# RECORD EXCERPTS:
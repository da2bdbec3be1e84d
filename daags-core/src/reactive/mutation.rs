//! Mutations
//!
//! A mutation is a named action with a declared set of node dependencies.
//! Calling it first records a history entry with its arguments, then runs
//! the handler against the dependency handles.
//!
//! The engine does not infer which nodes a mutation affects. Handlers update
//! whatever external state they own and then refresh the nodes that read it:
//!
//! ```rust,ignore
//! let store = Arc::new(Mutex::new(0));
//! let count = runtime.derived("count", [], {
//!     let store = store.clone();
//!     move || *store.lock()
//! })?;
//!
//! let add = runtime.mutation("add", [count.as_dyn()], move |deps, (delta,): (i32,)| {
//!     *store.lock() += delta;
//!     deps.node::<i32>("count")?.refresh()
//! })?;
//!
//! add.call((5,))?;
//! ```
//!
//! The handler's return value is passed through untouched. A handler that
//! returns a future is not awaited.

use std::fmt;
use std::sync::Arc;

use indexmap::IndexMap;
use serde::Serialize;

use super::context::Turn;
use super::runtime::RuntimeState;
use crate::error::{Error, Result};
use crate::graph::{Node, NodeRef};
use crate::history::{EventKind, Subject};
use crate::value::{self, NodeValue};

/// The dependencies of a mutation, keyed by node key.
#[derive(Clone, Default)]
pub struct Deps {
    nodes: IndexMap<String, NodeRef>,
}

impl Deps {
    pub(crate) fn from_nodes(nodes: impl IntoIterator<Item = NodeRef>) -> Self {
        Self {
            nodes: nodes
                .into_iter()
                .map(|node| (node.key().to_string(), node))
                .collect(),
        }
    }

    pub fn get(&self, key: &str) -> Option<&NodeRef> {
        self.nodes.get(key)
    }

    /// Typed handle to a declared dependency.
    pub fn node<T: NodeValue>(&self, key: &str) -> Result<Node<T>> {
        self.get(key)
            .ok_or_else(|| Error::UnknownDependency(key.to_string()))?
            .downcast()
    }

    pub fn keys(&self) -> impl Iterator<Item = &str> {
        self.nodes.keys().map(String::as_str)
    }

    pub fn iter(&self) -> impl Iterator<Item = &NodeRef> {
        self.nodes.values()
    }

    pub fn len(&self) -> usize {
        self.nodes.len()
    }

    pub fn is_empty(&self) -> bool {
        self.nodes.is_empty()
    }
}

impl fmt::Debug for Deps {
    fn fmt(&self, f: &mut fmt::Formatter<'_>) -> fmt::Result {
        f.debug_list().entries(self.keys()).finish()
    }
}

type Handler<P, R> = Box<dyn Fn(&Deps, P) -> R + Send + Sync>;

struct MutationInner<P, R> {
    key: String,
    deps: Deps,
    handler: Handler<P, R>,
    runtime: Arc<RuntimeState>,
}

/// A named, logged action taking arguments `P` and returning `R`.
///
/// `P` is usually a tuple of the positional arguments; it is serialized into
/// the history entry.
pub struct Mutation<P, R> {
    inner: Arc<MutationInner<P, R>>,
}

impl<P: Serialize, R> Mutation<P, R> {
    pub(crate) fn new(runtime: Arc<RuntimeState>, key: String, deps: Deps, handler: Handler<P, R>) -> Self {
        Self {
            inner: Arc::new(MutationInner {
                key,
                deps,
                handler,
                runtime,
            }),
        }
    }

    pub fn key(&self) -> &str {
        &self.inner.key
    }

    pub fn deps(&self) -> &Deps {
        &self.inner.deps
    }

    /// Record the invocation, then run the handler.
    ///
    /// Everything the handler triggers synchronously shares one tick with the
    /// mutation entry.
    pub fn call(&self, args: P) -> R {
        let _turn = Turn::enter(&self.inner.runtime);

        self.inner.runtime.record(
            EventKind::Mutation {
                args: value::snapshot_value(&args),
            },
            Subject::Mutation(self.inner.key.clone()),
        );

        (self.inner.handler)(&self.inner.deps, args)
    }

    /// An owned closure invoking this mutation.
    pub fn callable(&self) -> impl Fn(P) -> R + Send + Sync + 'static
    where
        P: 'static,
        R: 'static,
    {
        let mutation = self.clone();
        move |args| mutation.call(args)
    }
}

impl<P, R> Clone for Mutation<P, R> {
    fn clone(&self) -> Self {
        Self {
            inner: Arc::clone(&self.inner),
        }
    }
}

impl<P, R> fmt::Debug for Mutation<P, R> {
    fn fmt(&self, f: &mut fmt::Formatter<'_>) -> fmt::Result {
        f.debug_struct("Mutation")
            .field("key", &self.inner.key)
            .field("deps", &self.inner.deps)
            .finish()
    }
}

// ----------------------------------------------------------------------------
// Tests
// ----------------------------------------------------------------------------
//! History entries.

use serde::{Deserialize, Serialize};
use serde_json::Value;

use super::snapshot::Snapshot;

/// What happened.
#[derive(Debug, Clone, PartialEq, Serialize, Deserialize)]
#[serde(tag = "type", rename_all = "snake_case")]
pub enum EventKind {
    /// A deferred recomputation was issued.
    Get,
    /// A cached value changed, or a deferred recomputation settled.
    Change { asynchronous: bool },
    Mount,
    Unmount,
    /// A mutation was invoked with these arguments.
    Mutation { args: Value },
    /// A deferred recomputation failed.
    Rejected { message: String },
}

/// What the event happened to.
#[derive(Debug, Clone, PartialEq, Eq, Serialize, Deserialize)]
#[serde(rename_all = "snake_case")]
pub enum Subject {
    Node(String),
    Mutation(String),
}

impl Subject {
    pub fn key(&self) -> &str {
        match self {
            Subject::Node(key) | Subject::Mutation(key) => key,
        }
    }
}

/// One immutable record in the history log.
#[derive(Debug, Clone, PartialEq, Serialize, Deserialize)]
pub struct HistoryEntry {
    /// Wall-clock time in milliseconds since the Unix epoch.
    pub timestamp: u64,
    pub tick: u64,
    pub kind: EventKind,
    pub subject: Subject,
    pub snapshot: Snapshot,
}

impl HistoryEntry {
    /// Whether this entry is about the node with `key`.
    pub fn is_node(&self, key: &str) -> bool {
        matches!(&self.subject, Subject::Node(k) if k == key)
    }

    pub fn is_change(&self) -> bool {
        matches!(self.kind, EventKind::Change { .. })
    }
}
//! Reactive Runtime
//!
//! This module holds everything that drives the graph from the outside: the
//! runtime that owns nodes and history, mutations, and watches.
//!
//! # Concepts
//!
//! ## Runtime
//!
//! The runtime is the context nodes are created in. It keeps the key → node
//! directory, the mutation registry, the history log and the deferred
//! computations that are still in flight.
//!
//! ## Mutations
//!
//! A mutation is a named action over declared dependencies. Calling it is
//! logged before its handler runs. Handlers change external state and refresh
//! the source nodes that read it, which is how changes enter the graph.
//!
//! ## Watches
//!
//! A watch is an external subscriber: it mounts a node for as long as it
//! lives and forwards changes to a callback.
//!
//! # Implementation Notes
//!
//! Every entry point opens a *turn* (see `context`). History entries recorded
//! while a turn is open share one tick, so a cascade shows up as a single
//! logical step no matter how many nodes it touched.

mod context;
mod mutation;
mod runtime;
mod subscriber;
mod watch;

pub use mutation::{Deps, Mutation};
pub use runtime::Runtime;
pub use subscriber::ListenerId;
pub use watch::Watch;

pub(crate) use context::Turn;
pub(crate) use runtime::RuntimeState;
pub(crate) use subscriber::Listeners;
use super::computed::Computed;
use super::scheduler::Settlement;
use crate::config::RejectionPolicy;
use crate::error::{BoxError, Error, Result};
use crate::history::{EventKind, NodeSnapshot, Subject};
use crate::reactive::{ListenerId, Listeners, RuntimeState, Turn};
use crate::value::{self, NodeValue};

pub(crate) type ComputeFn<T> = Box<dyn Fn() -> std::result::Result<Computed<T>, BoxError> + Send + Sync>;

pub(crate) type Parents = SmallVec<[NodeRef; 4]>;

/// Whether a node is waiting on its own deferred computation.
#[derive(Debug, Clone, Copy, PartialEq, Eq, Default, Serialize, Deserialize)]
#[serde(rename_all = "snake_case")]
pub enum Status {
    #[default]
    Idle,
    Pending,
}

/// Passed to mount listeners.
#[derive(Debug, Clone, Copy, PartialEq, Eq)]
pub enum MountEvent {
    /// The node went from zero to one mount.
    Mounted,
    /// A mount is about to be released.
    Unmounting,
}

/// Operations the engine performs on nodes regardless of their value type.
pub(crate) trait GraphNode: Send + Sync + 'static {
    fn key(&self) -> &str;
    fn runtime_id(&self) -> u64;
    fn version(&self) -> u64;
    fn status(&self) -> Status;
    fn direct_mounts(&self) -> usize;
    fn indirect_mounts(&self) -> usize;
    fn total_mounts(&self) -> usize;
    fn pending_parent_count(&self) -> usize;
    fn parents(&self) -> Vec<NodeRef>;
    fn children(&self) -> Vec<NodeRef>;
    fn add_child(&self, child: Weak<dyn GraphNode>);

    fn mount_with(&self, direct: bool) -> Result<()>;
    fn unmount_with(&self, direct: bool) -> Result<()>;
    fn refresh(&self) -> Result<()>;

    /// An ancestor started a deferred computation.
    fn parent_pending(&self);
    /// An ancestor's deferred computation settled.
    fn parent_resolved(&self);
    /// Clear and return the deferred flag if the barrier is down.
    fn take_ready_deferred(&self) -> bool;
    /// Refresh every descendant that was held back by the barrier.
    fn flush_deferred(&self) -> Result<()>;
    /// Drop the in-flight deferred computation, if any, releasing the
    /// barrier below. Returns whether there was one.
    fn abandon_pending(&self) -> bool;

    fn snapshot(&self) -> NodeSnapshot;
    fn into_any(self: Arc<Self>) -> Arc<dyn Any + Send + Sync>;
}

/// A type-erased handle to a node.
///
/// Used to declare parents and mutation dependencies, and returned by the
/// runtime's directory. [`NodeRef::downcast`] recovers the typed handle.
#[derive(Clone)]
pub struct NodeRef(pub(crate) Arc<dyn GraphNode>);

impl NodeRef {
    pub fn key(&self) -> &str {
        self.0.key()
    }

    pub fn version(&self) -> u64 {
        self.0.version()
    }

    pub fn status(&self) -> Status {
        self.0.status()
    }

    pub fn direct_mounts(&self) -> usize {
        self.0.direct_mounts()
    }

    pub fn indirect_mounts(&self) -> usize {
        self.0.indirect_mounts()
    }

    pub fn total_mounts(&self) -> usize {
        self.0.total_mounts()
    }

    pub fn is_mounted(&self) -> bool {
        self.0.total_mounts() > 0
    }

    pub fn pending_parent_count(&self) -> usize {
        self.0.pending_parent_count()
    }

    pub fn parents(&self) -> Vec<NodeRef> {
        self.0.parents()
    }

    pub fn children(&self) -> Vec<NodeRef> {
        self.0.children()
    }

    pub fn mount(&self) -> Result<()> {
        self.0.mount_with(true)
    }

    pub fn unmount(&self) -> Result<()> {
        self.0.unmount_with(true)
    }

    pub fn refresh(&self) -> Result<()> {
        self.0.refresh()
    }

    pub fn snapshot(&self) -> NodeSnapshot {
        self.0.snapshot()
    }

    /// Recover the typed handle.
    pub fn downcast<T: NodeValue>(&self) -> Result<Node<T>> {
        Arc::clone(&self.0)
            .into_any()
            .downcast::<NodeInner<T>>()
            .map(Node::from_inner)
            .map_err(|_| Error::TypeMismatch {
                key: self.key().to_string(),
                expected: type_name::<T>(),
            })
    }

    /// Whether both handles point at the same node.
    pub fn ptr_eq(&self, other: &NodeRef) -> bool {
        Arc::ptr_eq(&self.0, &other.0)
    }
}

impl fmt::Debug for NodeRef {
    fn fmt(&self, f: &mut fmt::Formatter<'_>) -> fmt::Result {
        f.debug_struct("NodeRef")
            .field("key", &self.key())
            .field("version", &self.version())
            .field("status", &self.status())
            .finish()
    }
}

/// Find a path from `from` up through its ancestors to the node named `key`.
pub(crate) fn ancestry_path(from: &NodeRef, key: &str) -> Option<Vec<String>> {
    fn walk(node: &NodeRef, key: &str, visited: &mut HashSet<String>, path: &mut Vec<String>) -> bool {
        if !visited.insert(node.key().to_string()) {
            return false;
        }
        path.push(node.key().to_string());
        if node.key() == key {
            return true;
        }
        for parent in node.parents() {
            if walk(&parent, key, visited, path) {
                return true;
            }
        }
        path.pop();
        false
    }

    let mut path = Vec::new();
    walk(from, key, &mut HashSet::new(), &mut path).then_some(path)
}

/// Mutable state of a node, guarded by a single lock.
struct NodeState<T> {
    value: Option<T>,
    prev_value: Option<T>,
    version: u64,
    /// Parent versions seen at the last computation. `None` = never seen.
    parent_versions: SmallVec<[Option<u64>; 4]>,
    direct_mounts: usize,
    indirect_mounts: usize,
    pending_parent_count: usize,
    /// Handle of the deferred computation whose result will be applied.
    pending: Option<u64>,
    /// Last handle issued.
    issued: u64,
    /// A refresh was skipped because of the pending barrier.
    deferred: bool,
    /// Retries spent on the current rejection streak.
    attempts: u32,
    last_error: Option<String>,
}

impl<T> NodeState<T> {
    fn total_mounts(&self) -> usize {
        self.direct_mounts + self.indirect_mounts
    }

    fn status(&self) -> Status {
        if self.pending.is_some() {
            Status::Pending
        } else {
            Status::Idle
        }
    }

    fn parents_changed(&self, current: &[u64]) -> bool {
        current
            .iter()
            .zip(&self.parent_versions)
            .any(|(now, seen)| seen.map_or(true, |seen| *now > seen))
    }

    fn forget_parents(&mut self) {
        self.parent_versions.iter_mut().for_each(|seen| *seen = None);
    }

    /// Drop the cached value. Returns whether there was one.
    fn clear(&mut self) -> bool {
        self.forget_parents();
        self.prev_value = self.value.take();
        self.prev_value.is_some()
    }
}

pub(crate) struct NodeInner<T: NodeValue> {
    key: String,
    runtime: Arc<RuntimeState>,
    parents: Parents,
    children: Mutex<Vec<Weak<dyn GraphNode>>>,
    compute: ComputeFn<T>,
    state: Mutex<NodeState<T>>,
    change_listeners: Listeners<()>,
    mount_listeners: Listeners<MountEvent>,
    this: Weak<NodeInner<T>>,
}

==

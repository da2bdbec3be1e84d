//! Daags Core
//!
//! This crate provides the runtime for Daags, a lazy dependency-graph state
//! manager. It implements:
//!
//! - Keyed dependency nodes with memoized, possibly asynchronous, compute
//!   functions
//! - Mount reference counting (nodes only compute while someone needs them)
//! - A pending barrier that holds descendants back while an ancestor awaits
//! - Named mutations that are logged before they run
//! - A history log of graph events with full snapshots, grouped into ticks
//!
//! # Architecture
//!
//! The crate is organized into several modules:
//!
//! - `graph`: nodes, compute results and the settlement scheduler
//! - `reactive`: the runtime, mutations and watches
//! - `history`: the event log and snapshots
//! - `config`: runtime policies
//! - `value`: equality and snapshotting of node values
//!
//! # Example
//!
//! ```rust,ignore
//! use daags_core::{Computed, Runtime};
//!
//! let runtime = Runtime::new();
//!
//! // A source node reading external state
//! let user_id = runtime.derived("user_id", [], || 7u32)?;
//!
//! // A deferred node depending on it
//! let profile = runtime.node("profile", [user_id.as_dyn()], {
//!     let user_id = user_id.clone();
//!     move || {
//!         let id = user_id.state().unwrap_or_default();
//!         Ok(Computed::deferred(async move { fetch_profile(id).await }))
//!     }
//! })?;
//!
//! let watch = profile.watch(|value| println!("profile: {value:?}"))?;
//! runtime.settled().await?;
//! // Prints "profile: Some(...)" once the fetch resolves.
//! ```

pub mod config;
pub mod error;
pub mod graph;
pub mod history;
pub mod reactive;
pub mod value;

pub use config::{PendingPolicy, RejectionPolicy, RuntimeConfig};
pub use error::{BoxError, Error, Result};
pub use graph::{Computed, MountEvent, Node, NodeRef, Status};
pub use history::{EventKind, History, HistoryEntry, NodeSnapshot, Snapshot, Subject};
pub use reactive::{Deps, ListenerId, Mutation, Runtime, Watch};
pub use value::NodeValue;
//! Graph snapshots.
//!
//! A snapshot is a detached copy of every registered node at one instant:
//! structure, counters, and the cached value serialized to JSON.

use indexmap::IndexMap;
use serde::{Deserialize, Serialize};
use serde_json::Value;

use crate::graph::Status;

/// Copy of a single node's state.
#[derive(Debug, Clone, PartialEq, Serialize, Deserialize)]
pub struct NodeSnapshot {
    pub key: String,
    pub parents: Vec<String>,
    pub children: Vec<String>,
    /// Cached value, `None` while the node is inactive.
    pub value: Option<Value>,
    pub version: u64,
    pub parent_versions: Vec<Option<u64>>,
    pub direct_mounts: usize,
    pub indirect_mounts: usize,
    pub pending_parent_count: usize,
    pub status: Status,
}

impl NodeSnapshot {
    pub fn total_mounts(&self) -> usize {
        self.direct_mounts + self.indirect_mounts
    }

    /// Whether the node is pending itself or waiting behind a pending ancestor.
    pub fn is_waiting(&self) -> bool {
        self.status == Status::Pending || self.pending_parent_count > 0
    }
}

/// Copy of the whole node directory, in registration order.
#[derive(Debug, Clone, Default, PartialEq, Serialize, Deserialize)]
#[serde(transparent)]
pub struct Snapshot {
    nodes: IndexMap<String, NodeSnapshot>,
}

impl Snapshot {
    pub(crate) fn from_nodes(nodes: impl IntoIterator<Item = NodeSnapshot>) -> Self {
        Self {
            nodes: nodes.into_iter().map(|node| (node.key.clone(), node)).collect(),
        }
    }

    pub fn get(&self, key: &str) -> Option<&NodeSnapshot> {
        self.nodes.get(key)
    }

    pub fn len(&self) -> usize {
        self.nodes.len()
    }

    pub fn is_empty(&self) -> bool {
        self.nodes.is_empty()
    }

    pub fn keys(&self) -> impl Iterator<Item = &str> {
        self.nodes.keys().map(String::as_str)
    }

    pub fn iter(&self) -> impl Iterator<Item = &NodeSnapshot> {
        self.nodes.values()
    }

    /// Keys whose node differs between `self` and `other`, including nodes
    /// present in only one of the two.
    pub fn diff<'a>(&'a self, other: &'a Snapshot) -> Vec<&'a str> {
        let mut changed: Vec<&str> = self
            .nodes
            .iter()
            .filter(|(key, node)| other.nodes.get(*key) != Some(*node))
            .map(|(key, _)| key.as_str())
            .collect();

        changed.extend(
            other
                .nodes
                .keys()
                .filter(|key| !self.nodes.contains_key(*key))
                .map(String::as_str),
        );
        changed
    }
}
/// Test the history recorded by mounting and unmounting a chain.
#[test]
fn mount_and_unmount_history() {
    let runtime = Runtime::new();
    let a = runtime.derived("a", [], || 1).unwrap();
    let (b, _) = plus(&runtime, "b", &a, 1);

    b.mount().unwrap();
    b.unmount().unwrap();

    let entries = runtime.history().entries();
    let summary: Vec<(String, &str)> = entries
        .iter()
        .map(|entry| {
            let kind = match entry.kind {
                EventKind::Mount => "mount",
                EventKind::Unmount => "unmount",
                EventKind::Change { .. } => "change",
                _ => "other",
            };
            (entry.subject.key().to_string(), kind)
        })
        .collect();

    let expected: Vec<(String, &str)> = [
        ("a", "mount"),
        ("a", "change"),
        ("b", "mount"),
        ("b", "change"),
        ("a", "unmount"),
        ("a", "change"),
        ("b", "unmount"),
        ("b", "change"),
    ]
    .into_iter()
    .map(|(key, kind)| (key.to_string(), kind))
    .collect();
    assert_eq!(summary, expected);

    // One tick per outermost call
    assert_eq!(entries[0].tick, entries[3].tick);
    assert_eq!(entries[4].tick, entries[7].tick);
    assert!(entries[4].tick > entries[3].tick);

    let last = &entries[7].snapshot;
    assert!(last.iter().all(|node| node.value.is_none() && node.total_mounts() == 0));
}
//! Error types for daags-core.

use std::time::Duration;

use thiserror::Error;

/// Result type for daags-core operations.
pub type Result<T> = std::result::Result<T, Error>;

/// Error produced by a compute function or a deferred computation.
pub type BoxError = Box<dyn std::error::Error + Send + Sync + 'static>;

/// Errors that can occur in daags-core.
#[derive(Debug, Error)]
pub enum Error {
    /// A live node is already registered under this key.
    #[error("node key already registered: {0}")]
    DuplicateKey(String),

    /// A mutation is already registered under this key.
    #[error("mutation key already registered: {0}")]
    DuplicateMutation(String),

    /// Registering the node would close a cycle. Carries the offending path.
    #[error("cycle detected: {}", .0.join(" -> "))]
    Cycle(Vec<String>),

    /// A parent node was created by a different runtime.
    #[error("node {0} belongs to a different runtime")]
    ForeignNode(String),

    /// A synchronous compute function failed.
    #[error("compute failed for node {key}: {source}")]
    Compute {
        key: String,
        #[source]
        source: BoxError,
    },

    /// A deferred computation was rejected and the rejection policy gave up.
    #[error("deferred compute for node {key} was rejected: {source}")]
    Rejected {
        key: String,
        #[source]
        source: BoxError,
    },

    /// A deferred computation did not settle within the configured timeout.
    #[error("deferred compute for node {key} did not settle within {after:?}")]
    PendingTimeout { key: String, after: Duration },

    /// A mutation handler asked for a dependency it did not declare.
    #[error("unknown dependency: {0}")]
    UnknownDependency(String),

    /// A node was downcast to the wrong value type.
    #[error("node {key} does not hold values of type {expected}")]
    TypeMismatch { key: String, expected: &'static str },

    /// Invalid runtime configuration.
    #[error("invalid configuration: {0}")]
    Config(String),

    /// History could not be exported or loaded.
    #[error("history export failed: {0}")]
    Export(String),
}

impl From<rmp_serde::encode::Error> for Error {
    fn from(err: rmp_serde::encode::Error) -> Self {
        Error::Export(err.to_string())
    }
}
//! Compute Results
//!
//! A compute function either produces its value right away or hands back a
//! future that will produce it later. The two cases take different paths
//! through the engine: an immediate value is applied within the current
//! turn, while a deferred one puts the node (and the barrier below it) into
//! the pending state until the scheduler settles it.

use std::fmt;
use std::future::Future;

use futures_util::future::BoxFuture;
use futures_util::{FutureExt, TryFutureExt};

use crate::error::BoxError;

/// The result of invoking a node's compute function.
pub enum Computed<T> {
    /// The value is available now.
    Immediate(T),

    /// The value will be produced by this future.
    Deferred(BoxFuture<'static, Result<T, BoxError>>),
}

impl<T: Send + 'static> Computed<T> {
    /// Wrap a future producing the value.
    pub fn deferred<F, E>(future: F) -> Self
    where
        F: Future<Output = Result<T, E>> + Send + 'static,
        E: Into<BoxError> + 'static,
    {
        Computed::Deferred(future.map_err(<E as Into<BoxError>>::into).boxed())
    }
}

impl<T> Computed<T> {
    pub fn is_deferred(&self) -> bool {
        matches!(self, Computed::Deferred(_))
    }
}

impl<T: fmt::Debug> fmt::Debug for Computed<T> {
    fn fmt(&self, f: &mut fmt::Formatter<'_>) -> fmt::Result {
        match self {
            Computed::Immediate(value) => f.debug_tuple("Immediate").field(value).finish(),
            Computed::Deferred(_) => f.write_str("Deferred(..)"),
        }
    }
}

# INSTRUCTIONS FOR THE TASK:
Retype only this portion of the data above: the line containing "pub fn is_mounted(&self)", the line containing "self.0.refresh()", and all lines between them, exactly.

# ANSWER FOR THIS EXERCISE:
    pub fn is_mounted(&self) -> bool {
        self.0.total_mounts() > 0
    }

    pub fn pending_parent_count(&self) -> usize {
        self.0.pending_parent_count()
    }

    pub fn parents(&self) -> Vec<NodeRef> {
        self.0.parents()
    }

    pub fn children(&self) -> Vec<NodeRef> {
        self.0.children()
    }

    pub fn mount(&self) -> Result<()> {
        self.0.mount_with(true)
    }

    pub fn unmount(&self) -> Result<()> {
        self.0.unmount_with(true)
    }

    pub fn refresh(&self) -> Result<()> {
        self.0.refresh()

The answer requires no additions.